La gran mayoría de los partidos políticos y sindicatos de eso que conocemos como la izquierda española, tiene una deuda con las bandas asesinas marxistas. Estas hicieron lo que ellos como organizaciones políticas, no se atrevieron. En el fondo admiran a estos criminales, a estos asesinos, a estos cobardes y miserables que mataban con el mando a distancia o por la espalda. Niños, mujeres, hombres, embarazadas, políticos, empresarios, obreros, militares, policías, civiles, solteros, casados, fueron víctimas de los asesinos. Ministros como el comunista Alberto Garzón o la borrica Irene Montero, incluso el que fuera conocido como el macho Alfa de la manada, el ex vicepresidente Pablo Iglesias, han mostrado su admiración y respeto por alguna de estas bandas de asesinos o se han mofado de algunas de las víctimas.

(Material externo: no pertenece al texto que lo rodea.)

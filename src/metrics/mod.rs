pub mod alerts;
pub mod collector;
pub mod history;
pub mod percentiles;
pub mod sampler;
pub mod snapshot;
pub mod stream;
pub mod views;

use chrono::{DateTime, Utc};
use serde::Serialize;
use uuid::Uuid;

pub use collector::MetricsCollector;
pub use history::Timestamped;
pub use snapshot::PerformanceStats;

/// What the request observer knows once a response is finalized.
/// The middleware fills it and hands it over.
#[derive(Debug, Clone)]
pub struct RequestMeta {
    pub method: String,
    /// Route template when the router matched one, raw path otherwise.
    pub path: String,
    pub status_code: u16,
    pub client_ip: Option<String>,
    pub user_agent: Option<String>,
}

/// One completed HTTP request observation.
#[derive(Debug, Clone, PartialEq, Serialize)]
#[serde(rename_all = "camelCase")]
pub struct RequestSample {
    pub id: Uuid,
    pub method: String,
    pub path: String,
    pub status_code: u16,
    /// Fractional milliseconds
    pub duration: f64,
    pub timestamp: DateTime<Utc>,
    pub client_ip: Option<String>,
    pub user_agent: Option<String>,
    /// RSS change between request start and finish, from the cached snapshot
    pub memory_delta: i64,
}

impl Timestamped for RequestSample {
    fn timestamp(&self) -> DateTime<Utc> {
        self.timestamp
    }
}

#[derive(Debug, Clone, PartialEq, Serialize)]
#[serde(rename_all = "camelCase")]
pub struct QuerySample {
    /// First 100 characters of the query text
    pub query: String,
    pub duration: f64,
    pub timestamp: DateTime<Utc>,
}

impl Timestamped for QuerySample {
    fn timestamp(&self) -> DateTime<Utc> {
        self.timestamp
    }
}

#[derive(Debug, Clone, Copy, PartialEq, Serialize)]
#[serde(rename_all = "camelCase")]
pub struct CpuSample {
    pub timestamp: DateTime<Utc>,
    pub usage_percent: f64,
    /// User CPU time spent during the interval (ms)
    pub user_time: f64,
    /// System CPU time spent during the interval (ms)
    pub system_time: f64,
}

#[derive(Debug, Clone, Copy, PartialEq, Serialize)]
#[serde(rename_all = "camelCase")]
pub struct ProcessMemorySample {
    pub timestamp: DateTime<Utc>,
    pub rss_bytes: u64,
    pub virtual_bytes: u64,
}

#[derive(Debug, Clone, Copy, PartialEq, Serialize)]
#[serde(rename_all = "camelCase")]
pub struct SystemMemorySample {
    pub timestamp: DateTime<Utc>,
    pub total_bytes: u64,
    pub free_bytes: u64,
    pub used_bytes: u64,
    pub used_percent: f64,
}

#[derive(Debug, Clone, Copy, PartialEq, Serialize)]
#[serde(rename_all = "camelCase")]
pub struct NetworkSample {
    pub timestamp: DateTime<Utc>,
    pub bytes_in: u64,
    pub bytes_out: u64,
    pub bytes_in_per_sec: f64,
    pub bytes_out_per_sec: f64,
}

Este fin de semana en Mondragón, estaba prevista una marcha de 31 kilómetros para homenajear al asesino de 39 personas. Un kilometro por cada año que lleva en la cárcel. Henry Parot lleva en la cárcel 31 años, de los más de 4.500 a los que fue condenado. Por el momento, el muerto no le ha salido ni siquiera a un año de prisión por cada una de sus víctimas. La marcha fue sustituida por un sinfín de aquelarres reivindicativos para homenajear a criminales y exigir el fin de su prisión. La siempre comprensiva izquierda nacional, guardaba silencio, el silencio cómplice de los miserables, de los ruines, de aquellos que siempre han estado mucho más cerca de las alimañas que de las víctimas, aunque muy de vez en cuando entre sus filas, cayera algún camarada cercano. Con la perspectiva del tiempo, deben pensar que esos caídos suyos, eran daños colaterales asumibles, como así parecen demostrarlo los hechos.

La Audiencia Nacional no prohibió ni la marcha ni los aquelarres. Si la marcha no se llevo a cabo, fue por decisión de los propios convocantes, por decisión de los familiares y amigos de los asesinos. El gobierno presidido por el socialista Sánchez, tampoco se pronuncio ni hizo nada por evitarlos. Su cercanía a BILDU es más por devoción que por obligación, pues teniendo socios donde elegir, prefirió la opción más lógica y racional en la izquierda, pactar con los amigos de los asesinos de ETA. Marlaska tampoco habló. Debió entender que entre los asesinados por Henry Parot, no se encontraba ninguna víctima homosexual por la que mereciera la pena pronunciarse.

La semana pasada Sánchez y Marlaska convocaron el chiringuito conocido como el observatorio de los delitos de odio, para condenar una agresión imaginaria y a ocho encapuchados ficticios, en lo que conocemos como “el bulo del culo”. La verdad no les podía arruinar una buena historia. Ahora tenían la ocasión de condenar y prohibir la exaltación a un asesino real de carne y hueso, un asesino de niños, mujeres y hombres. Una historia verdadera con 39 muertos sobre la mesa y un criminal condenado, una historia que este indigno gobierno trata como “ficticia”. La izquierda de este país ya no necesita esconderse.